There's a couple of concepts we need to define:

  • The "key" - or what we use to match a request to the rate limiting rule
    • Could be source IP, request URI, or other items
    • TODO: This is probably another area where we want to define a common "format-like" syntax, also needed for load balancing with hash algorithms, so you can specify things like $src_ip/$uri or something
    • TODO: We probably need to define how to handle when a request could potentially match two keys, but PROBABLY the answer is "rules are applied in the order they are applicable, first match wins" - nginx applies all and takes the most restrictive result!
  • The "rule" - or what policies we follow to decide what to do with each request.
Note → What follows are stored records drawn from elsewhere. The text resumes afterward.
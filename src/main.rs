use std::{net::SocketAddr, sync::Arc, time::Duration};

use axum::{routing::get, Extension, Router};
use http::HeaderValue;
use tokio::{signal, sync::mpsc};
use tower_http::{
    compression::CompressionLayer,
    cors::{Any, CorsLayer},
    timeout::TimeoutLayer,
    trace::TraceLayer,
};
use tracing::info;

use gatepass_api as api;

#[tokio::main]
async fn main() -> Result<(), Box<dyn std::error::Error>> {
    let cfg = api::config::load_config()?;
    api::config::init_tracing(cfg.log_level(), cfg.log_json);

    // Init DB
    let db_pool = api::db::establish_connection_from_app_config(&cfg).await?;
    if cfg.auto_migrate {
        api::db::run_migrations(&db_pool).await?;
    }
    let db_arc = Arc::new(db_pool);

    // Init events
    let (event_tx, event_rx) = mpsc::channel(1024);
    let event_sender = api::events::EventSender::new(event_tx);
    tokio::spawn(api::events::process_events(event_rx));

    // Aggregate app services used by HTTP handlers
    let services = api::handlers::AppServices::new(db_arc.clone(), event_sender.clone(), &cfg);

    // Ledger hygiene: sweep abandoned pending reservations
    api::services::reaper::start_reaper(
        services.ledger.clone(),
        Duration::from_secs(cfg.reservation_ttl_secs),
        Duration::from_secs(cfg.reaper_interval_secs),
    );

    // Bearer token verification for the AuthUser extractor
    let verifier = Arc::new(api::auth::TokenVerifier::new(&cfg.jwt_secret));

    // Compose shared app state
    let app_state = api::AppState {
        db: db_arc.clone(),
        config: cfg.clone(),
        event_sender,
        services,
    };

    // Build CORS layer from config
    let configured_origins: Option<Vec<HeaderValue>> = cfg
        .cors_allowed_origins
        .as_ref()
        .map(|raw| {
            raw.split(',')
                .filter_map(|origin| {
                    let trimmed = origin.trim();
                    if trimmed.is_empty() {
                        None
                    } else {
                        HeaderValue::from_str(trimmed).ok()
                    }
                })
                .collect::<Vec<_>>()
        })
        .filter(|origins| !origins.is_empty());

    let cors_layer = if let Some(origins) = configured_origins {
        CorsLayer::new()
            .allow_origin(origins)
            .allow_methods(Any)
            .allow_headers(Any)
    } else {
        info!("No CORS origins configured; using permissive CORS");
        CorsLayer::permissive()
    };

    // Build router: status/health + full v1 API + OpenAPI document
    let app = Router::<api::AppState>::new()
        .route("/", get(|| async { "gatepass-api up" }))
        .route("/health", get(api::handlers::health::health))
        .route("/api-docs/openapi.json", get(api::openapi_json))
        .nest("/api/v1", api::api_v1_routes())
        .layer(TraceLayer::new_for_http())
        .layer(TimeoutLayer::new(Duration::from_secs(30)))
        .layer(CompressionLayer::new())
        .layer(cors_layer)
        .layer(Extension(verifier))
        .with_state(app_state);

    // Bind and serve
    let addr = SocketAddr::new(cfg.host.parse()?, cfg.port);
    info!("gatepass-api listening on http://{}", addr);
    let listener = tokio::net::TcpListener::bind(addr).await?;

    axum::serve(listener, app.into_make_service())
        .with_graceful_shutdown(shutdown_signal())
        .await?;

    Ok(())
}

async fn shutdown_signal() {
    let ctrl_c = async {
        signal::ctrl_c()
            .await
            .expect("failed to install Ctrl+C handler");
    };

    #[cfg(unix)]
    let terminate = async {
        use tokio::signal::unix::{signal, SignalKind};

        let mut sigterm =
            signal(SignalKind::terminate()).expect("failed to install signal handler");
        sigterm.recv().await;
    };

    #[cfg(not(unix))]
    let terminate = std::future::pending::<()>();

    tokio::select! {
        _ = ctrl_c => {},
        _ = terminate => {},
    }
}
The three outcomes of a rule are:
    • Forward immediately - allow the request to continue immediately
    • Delay - don't serve the request immediately, but wait for some amount of time (more on this later) before forwarding
    • Reject - Immediately respond with a 503 or similar "too much" error response
  • The "Rate", which actually has multiple components, if we are implementing a leaky bucket style of rate limiting (what NGINX does)
    • The "active in-flight" count - how many outstanding forwarded requests can we have at one time?
    • The "delayed in-flight" count - how many requests will we hold on to at one time before rejecting?
    • The "delay to active promotion rate" - how often do we "pop" a delayed request to the "active" queue?
    • NOTE: These are SLIGHTLY different than the rate, burst, and delay terms from nginx!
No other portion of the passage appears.